|The cuisine at the 150-seat restaurant is contemporary, and the atmosphere is casual. All food is made in-house from scratch, including all salad dressings, breads, French fries, desserts, and much of the food is sourced locally. Favourites include Butternut Squash Ravioli and Venison Shepherd’s Pie, and several vegetarian and vegan dishes are offered such as Sri Lankan Vegan Chick Pea Curry. The menu changes seasonally as ingredients become available.|
Manikumar stresses the importance of his star chef, Marc Breton, to the restaurant’s success.
“He used to work as a chef for the Gladstone Hotel, and I think he’s fantastic. He loves the fact that we’re cooking everything in house from scratch. This is a restaurateur’s intuition when I say ‘this guy’s got it’ – it’s a very technical term we use,” laughs Manikumar. “He’s got the goods.”
With an eye to the future, Manikumar sees SIGNS becoming a tourist destination, as 60 to 70 per cent of the guests are international.
Fight for accessibility
Surprisingly, considering its concept, the biggest challenge right now for the business is its accessibility. The busy location at Yonge and Wellesley in downtown Toronto leaves little room for a wheelchair ramp. After checking with the city, Manikumar had a temporary ramp installed and was quickly asked to take it down by the city as it infringes on sidewalk space. The highly publicized battle has played out in the Toronto media, and at the time of this writing, the ramp is still up.

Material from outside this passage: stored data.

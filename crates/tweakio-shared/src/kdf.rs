//! Password-based key derivation and key material handling.
//!
//! Keys are derived with Argon2id. The parameters in [`KdfParams::default`]
//! are fixed for a deployment: a key derived under other values will not
//! verify.

use std::fs::{self, OpenOptions};
use std::io::Write;
use std::path::Path;

use argon2::{Algorithm, Argon2, Params, Version};
use base64::{engine::general_purpose::STANDARD as BASE64, Engine as _};
use rand::RngCore;
use serde::{Deserialize, Serialize};
use subtle::ConstantTimeEq;
use zeroize::{Zeroize, ZeroizeOnDrop, Zeroizing};

use crate::constants::{
    ARGON2_LANES, ARGON2_MEMORY_KIB, ARGON2_TIME_COST, KDF_CONTEXT_KEY_FINGERPRINT, KEY_SIZE,
    MIN_SALT_SIZE, SALT_SIZE,
};
use crate::error::CryptoError;

/// Fallback salt used by `verify` so malformed input costs a full derivation.
const DUMMY_SALT: [u8; SALT_SIZE] = [0x5a; SALT_SIZE];

// ── Parameters ────────────────────────────────────────────────────────────────

/// Argon2id cost parameters.
#[derive(Debug, Clone, Copy, PartialEq, Eq, Serialize, Deserialize)]
pub struct KdfParams {
    /// Memory cost in KiB.
    pub memory_kib: u32,
    /// Number of passes.
    pub time_cost: u32,
    /// Degree of parallelism.
    pub lanes: u32,
}

impl Default for KdfParams {
    fn default() -> Self {
        Self {
            memory_kib: ARGON2_MEMORY_KIB,
            time_cost: ARGON2_TIME_COST,
            lanes: ARGON2_LANES,
        }
    }
}

impl KdfParams {
    fn to_argon2(self) -> Result<Params, CryptoError> {
        Params::new(self.memory_kib, self.time_cost, self.lanes, Some(KEY_SIZE))
            .map_err(|e| CryptoError::KeyDerivation(e.to_string()))
    }
}

// ── Salt ──────────────────────────────────────────────────────────────────────

/// Per-profile salt. Not secret; persisted next to whatever it protects.
#[derive(Debug, Clone, PartialEq, Eq)]
pub struct Salt(Vec<u8>);

impl Salt {
    /// Fresh random 16-byte salt.
    pub fn generate() -> Self {
        let mut salt = vec![0u8; SALT_SIZE];
        rand::rngs::OsRng.fill_bytes(&mut salt);
        Self(salt)
    }

    pub fn from_bytes(bytes: &[u8]) -> Result<Self, CryptoError> {
        check_salt(bytes)?;
        Ok(Self(bytes.to_vec()))
    }

    pub fn as_bytes(&self) -> &[u8] {
        &self.0
    }

    pub fn to_base64(&self) -> String {
        BASE64.encode(&self.0)
    }

    pub fn from_base64(encoded: &str) -> Result<Self, CryptoError> {
        Self::from_bytes(&BASE64.decode(encoded.trim())?)
    }
}

fn check_salt(salt: &[u8]) -> Result<(), CryptoError> {
    if salt.len() < MIN_SALT_SIZE {
        return Err(CryptoError::InvalidInput(format!(
            "salt must be at least {MIN_SALT_SIZE} bytes, got {}",
            salt.len()
        )));
    }
    Ok(())
}

// ── Key ───────────────────────────────────────────────────────────────────────

/// 32-byte symmetric key. Zeroized on drop.
#[derive(Clone, Zeroize, ZeroizeOnDrop)]
pub struct EncryptionKey([u8; KEY_SIZE]);

impl EncryptionKey {
    /// Random key, for callers that manage key storage themselves.
    pub fn generate() -> Self {
        let mut key = [0u8; KEY_SIZE];
        rand::rngs::OsRng.fill_bytes(&mut key);
        Self(key)
    }

    pub fn from_bytes(bytes: [u8; KEY_SIZE]) -> Self {
        Self(bytes)
    }

    pub fn from_slice(bytes: &[u8]) -> Result<Self, CryptoError> {
        let array: [u8; KEY_SIZE] =
            bytes
                .try_into()
                .map_err(|_| CryptoError::InvalidKeyLength {
                    expected: KEY_SIZE,
                    actual: bytes.len(),
                })?;
        Ok(Self(array))
    }

    pub fn as_bytes(&self) -> &[u8; KEY_SIZE] {
        &self.0
    }

    /// Short, non-reversible identifier safe to print or log.
    pub fn fingerprint(&self) -> String {
        let mut hasher = blake3::Hasher::new_derive_key(KDF_CONTEXT_KEY_FINGERPRINT);
        hasher.update(&self.0);
        hex::encode(&hasher.finalize().as_bytes()[..8])
    }

    pub fn to_base64(&self) -> Zeroizing<String> {
        Zeroizing::new(BASE64.encode(self.0))
    }

    pub fn from_base64(encoded: &str) -> Result<Self, CryptoError> {
        let bytes = Zeroizing::new(BASE64.decode(encoded.trim())?);
        Self::from_slice(&bytes)
    }

    /// Write the key (base64) to `path`, readable by the owner only.
    pub fn save_to_file(&self, path: &Path) -> Result<(), CryptoError> {
        let encoded = self.to_base64();
        let staging = path.with_extension("staging");

        {
            let mut options = OpenOptions::new();
            options.write(true).create(true).truncate(true);
            #[cfg(unix)]
            {
                use std::os::unix::fs::OpenOptionsExt;
                options.mode(0o600);
            }
            let mut file = options.open(&staging)?;
            #[cfg(unix)]
            {
                use std::os::unix::fs::PermissionsExt;
                file.set_permissions(fs::Permissions::from_mode(0o600))?;
            }
            file.write_all(encoded.as_bytes())?;
            file.sync_all()?;
        }

        fs::rename(&staging, path)?;
        tracing::info!(path = %path.display(), fingerprint = %self.fingerprint(), "key saved");
        Ok(())
    }

    pub fn load_from_file(path: &Path) -> Result<Self, CryptoError> {
        let contents = Zeroizing::new(fs::read_to_string(path)?);
        Self::from_base64(&contents)
            .map_err(|e| CryptoError::KeyFile(format!("{}: {e}", path.display())))
    }
}

impl std::fmt::Debug for EncryptionKey {
    fn fmt(&self, f: &mut std::fmt::Formatter<'_>) -> std::fmt::Result {
        write!(f, "EncryptionKey({})", self.fingerprint())
    }
}

// ── Derivation ────────────────────────────────────────────────────────────────

/// Argon2id key derivation with fixed parameters.
#[derive(Debug, Clone, Copy, Default)]
pub struct KeyDerivation {
    params: KdfParams,
}

impl KeyDerivation {
    pub fn new(params: KdfParams) -> Self {
        Self { params }
    }

    pub fn params(&self) -> KdfParams {
        self.params
    }

    /// Derive a 32-byte key. Same `(secret, salt)` always gives the same key.
    pub fn derive(&self, secret: &[u8], salt: &[u8]) -> Result<EncryptionKey, CryptoError> {
        if secret.is_empty() {
            return Err(CryptoError::InvalidInput("secret cannot be empty".into()));
        }
        check_salt(salt)?;

        let argon2 = Argon2::new(Algorithm::Argon2id, Version::V0x13, self.params.to_argon2()?);
        let mut output = [0u8; KEY_SIZE];
        argon2
            .hash_password_into(secret, salt, &mut output)
            .map_err(|e| CryptoError::KeyDerivation(e.to_string()))?;

        let key = EncryptionKey(output);
        output.zeroize();
        Ok(key)
    }

    pub fn derive_and_generate_salt(
        &self,
        secret: &[u8],
    ) -> Result<(Salt, EncryptionKey), CryptoError> {
        let salt = Salt::generate();
        let key = self.derive(secret, salt.as_bytes())?;
        Ok((salt, key))
    }

    /// Re-derive and compare in constant time.
    ///
    /// Malformed input still runs a full derivation so the result does not
    /// reveal through timing which check failed.
    pub fn verify(&self, secret: &[u8], salt: &[u8], expected_key: &[u8]) -> bool {
        let inputs_ok = !secret.is_empty() && salt.len() >= MIN_SALT_SIZE;
        let (secret, salt) = if inputs_ok {
            (secret, salt)
        } else {
            (b"\0".as_slice(), DUMMY_SALT.as_slice())
        };

        let Ok(derived) = self.derive(secret, salt) else {
            return false;
        };
        let matches: bool = derived.as_bytes().as_slice().ct_eq(expected_key).into();
        matches && inputs_ok
    }
}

“It is an issue we have in terms of accessibility and because we really want to be a business which doesn’t discriminate against anybody,” Manikumar explains. “It’s not fair that a company can be turning away somebody with a disability, or their family and friends who use a wheelchair. We want to ensure that we are all-inclusive and accessible and set an example. The 2015 Pan Am and Para Pan Am Games are coming to the city soon, and thousands of Tourists requiring accessibility will be coming to our city. We have to show them that Toronto is accessible.”
Differentiation is key
Asked if he has any business tips for restaurateurs looking to start their own business, Manikumar stresses differentiation.

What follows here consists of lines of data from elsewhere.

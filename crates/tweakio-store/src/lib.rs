//! # tweakio-store
//!
//! Local message storage backed by SQLite.
//!
//! Producers push [`Message`](tweakio_shared::Message) values into a
//! [`StorageEngine`]; a single background writer owns the write connection,
//! batches the queue and inserts with insert-or-ignore semantics on
//! `message_id`. Reads go through short-lived connections so they never
//! contend with the writer for the same handle.

pub mod config;
pub mod database;
pub mod engine;
pub mod messages;
pub mod migrations;
pub mod models;
pub mod storage;

mod error;

pub use config::StorageConfig;
pub use database::Database;
pub use engine::{EngineState, MessageSink, StorageEngine};
pub use error::{Result, StoreError};
pub use models::{MessageRecord, NewMessage};
pub use storage::MessageStorage;
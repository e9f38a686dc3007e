//! In-process set of active profiles.
//!
//! Independent of the on-disk `is_active` flag: it only knows about profiles
//! this process registered, and it starts empty on every launch.

use std::collections::HashSet;
use std::sync::Arc;

use parking_lot::Mutex;
use tracing::debug;

#[derive(Debug, Default)]
pub struct ActiveProfileRegistry {
    active: Mutex<HashSet<String>>,
}

impl ActiveProfileRegistry {
    pub fn new() -> Self {
        Self::default()
    }

    /// Returns `true` if `id` was not already registered.
    pub fn register(&self, id: impl Into<String>) -> bool {
        let id = id.into();
        let mut active = self.active.lock();
        let added = active.insert(id.clone());
        debug!(profile = %id, added, active = active.len(), "profile registered");
        added
    }

    /// Returns `true` if `id` was registered.
    pub fn unregister(&self, id: &str) -> bool {
        let mut active = self.active.lock();
        let removed = active.remove(id);
        debug!(profile = %id, removed, active = active.len(), "profile unregistered");
        removed
    }

    pub fn count(&self) -> usize {
        self.active.lock().len()
    }

    pub fn contains(&self, id: &str) -> bool {
        self.active.lock().contains(id)
    }

    /// Sorted copy of the registered ids.
    pub fn snapshot(&self) -> Vec<String> {
        let mut ids: Vec<_> = self.active.lock().iter().cloned().collect();
        ids.sort();
        ids
    }

    /// Launch policy: once any profile is active in this process, further
    /// launches run headless regardless of what was requested.
    pub fn effective_headless(&self, requested: bool) -> bool {
        requested || self.count() > 0
    }

    /// Register `id` for as long as the returned guard lives.
    ///
    /// If `id` was already registered the guard leaves it registered on drop.
    pub fn guard(self: &Arc<Self>, id: impl Into<String>) -> ActiveProfileGuard {
        let id = id.into();
        let owned = self.register(id.clone());
        ActiveProfileGuard {
            registry: Arc::clone(self),
            id,
            owned,
        }
    }
}

#[must_use = "the profile is unregistered when the guard is dropped"]
#[derive(Debug)]
pub struct ActiveProfileGuard {
    registry: Arc<ActiveProfileRegistry>,
    id: String,
    owned: bool,
}

impl ActiveProfileGuard {
    pub fn id(&self) -> &str {
        &self.id
    }
}

impl Drop for ActiveProfileGuard {
    fn drop(&mut self) {
        if self.owned {
            self.registry.unregister(&self.id);
        }
    }
}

“I think it’s very important, from a business perspective, to have an understanding of what the restaurant’s concept is,” explains Manikumar. “The focus on food is very important, but it’s also important to have a good concept. There are a lot of restaurants around the world, and in Toronto we have over 10,000 restaurants. The level of competition is phenomenally high, so the restaurant should have some sort of strength that sets itself apart from the others.”

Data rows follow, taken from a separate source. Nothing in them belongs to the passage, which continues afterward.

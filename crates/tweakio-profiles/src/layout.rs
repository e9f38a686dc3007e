//! The single place profile paths are computed.

use std::path::{Path, PathBuf};

use crate::error::{ProfileError, Result};

pub const METADATA_FILE: &str = "metadata.json";
pub const LOCK_FILE: &str = ".lock";
pub const SESSION_FILE: &str = "session.json";
pub const COOKIES_FILE: &str = "cookies.json";
pub const FINGERPRINT_FILE: &str = "fingerprint.pkl";
pub const DATABASE_FILE: &str = "messages.db";
pub const CACHE_DIR: &str = "cache";
pub const BACKUP_DIR: &str = "backups";
pub const MEDIA_DIR: &str = "media";
pub const MEDIA_SUBDIRS: [&str; 4] = ["images", "videos", "voice", "documents"];

/// Location of one profile: `<platforms_root>/<platform>/<profile_id>`.
#[derive(Debug, Clone, PartialEq, Eq)]
pub struct ProfileLayout {
    platform: String,
    profile_id: String,
    dir: PathBuf,
}

impl ProfileLayout {
    /// Validate the identifiers and compute the profile directory.
    ///
    /// Platform names are case-insensitive and stored lower-cased. Neither
    /// identifier may be empty or anything other than a plain file name.
    pub fn resolve(platforms_root: &Path, platform: &str, profile_id: &str) -> Result<Self> {
        let platform = validate_component("platform", platform)?.to_lowercase();
        let profile_id = validate_component("profile id", profile_id)?.to_string();
        let dir = platforms_root.join(&platform).join(&profile_id);

        Ok(Self {
            platform,
            profile_id,
            dir,
        })
    }

    pub fn platform(&self) -> &str {
        &self.platform
    }

    pub fn profile_id(&self) -> &str {
        &self.profile_id
    }

    pub fn dir(&self) -> &Path {
        &self.dir
    }

    pub fn platform_dir(&self) -> &Path {
        self.dir.parent().unwrap_or(&self.dir)
    }

    pub fn metadata_file(&self) -> PathBuf {
        self.dir.join(METADATA_FILE)
    }

    pub fn lock_file(&self) -> PathBuf {
        self.dir.join(LOCK_FILE)
    }

    pub fn session_file(&self) -> PathBuf {
        self.dir.join(SESSION_FILE)
    }

    pub fn backup_dir(&self) -> PathBuf {
        self.dir.join(BACKUP_DIR)
    }

    /// Directories `create` lays down inside the profile directory.
    pub fn skeleton_dirs(&self) -> Vec<PathBuf> {
        let mut dirs = vec![self.dir.join(CACHE_DIR), self.backup_dir()];
        let media = self.dir.join(MEDIA_DIR);
        dirs.extend(MEDIA_SUBDIRS.iter().map(|sub| media.join(sub)));
        dirs
    }
}

/// Lower-cased platform directory name, validated the same way as in
/// [`ProfileLayout::resolve`].
pub fn platform_dir(platforms_root: &Path, platform: &str) -> Result<PathBuf> {
    let platform = validate_component("platform", platform)?.to_lowercase();
    Ok(platforms_root.join(platform))
}

fn validate_component<'a>(what: &str, value: &'a str) -> Result<&'a str> {
    let value = value.trim();
    let invalid = value.is_empty()
        || value == "."
        || value == ".."
        || value.contains(['/', '\\', ':', '\0']);
    if invalid {
        return Err(ProfileError::InvalidInput(format!(
            "{what} must be a non-empty plain name, got {value:?}"
        )));
    }
    Ok(value)
}

#[cfg(test)]
mod tests {
    use super::*;

    #[test]
    fn test_resolve_lowercases_platform() {
        let layout = ProfileLayout::resolve(Path::new("/data/platforms"), "WhatsApp", "A").unwrap();
        assert_eq!(layout.platform(), "whatsapp");
        assert_eq!(layout.dir(), Path::new("/data/platforms/whatsapp/A"));
        assert_eq!(layout.platform_dir(), Path::new("/data/platforms/whatsapp"));
        assert_eq!(layout.lock_file(), Path::new("/data/platforms/whatsapp/A/.lock"));
    }

    #[test]
    fn test_rejects_path_tricks() {
        let root = Path::new("/data/platforms");
        for bad in ["", "  ", ".", "..", "a/b", "a\\b", "x:y"] {
            assert!(ProfileLayout::resolve(root, "whatsapp", bad).is_err(), "{bad:?}");
            assert!(ProfileLayout::resolve(root, bad, "A").is_err(), "{bad:?}");
        }
    }

    #[test]
    fn test_skeleton_covers_media() {
        let layout = ProfileLayout::resolve(Path::new("/p"), "telegram", "B").unwrap();
        let dirs = layout.skeleton_dirs();
        assert_eq!(dirs.len(), 6);
        assert!(dirs.contains(&PathBuf::from("/p/telegram/B/media/voice")));
    }
}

While once a competitive table tennis and chess player, the 28-year-old bachelor has put his interests aside while launching the restaurant, though he does spend some spare time organizing events for Ryerson alumni. He doesn’t see his passion subsiding any time in the future.
“We are more than a business. We are an all-inclusive business. We truly believe that regardless of a person’s race, sexual orientation or disability, we treat them as guests,” says Manikumar. “We feel it is important to understand that these are our core values. Our restaurant spreads a message of what Toronto is truly about, which is the fact that it is one of the most culturally diverse cities in the world and we intend to build on that premise.”
About the author
Steven Chester is the editor and social media community manager for Restaurant Central. His 14-year journalism background includes writing and editing for digital and traditional media. He is an expert in social media, online content and email newsletter development. Follow him on Twitter at @restaurantCRFN.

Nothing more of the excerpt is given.